//! A mutable sequence backed by an implicit treap: positions, not stored
//! keys, order the tree, so concatenation, splitting, reversing a range of
//! positions, and locating the minimum all run in expected logarithmic time.
//! Range reversals are recorded as lazy flags and pushed down one node at a
//! time as later operations pass by.

extern crate rand;
extern crate serde;

mod node;
mod tree;
mod list;
pub mod sort;

pub use list::{SequenceTreap, SequenceTreapIntoIter, SequenceTreapIter};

Exercise
Lines from the entries that contain the string "extern" are what must be copied.

Result of this exercise
extern crate rand;
extern crate serde;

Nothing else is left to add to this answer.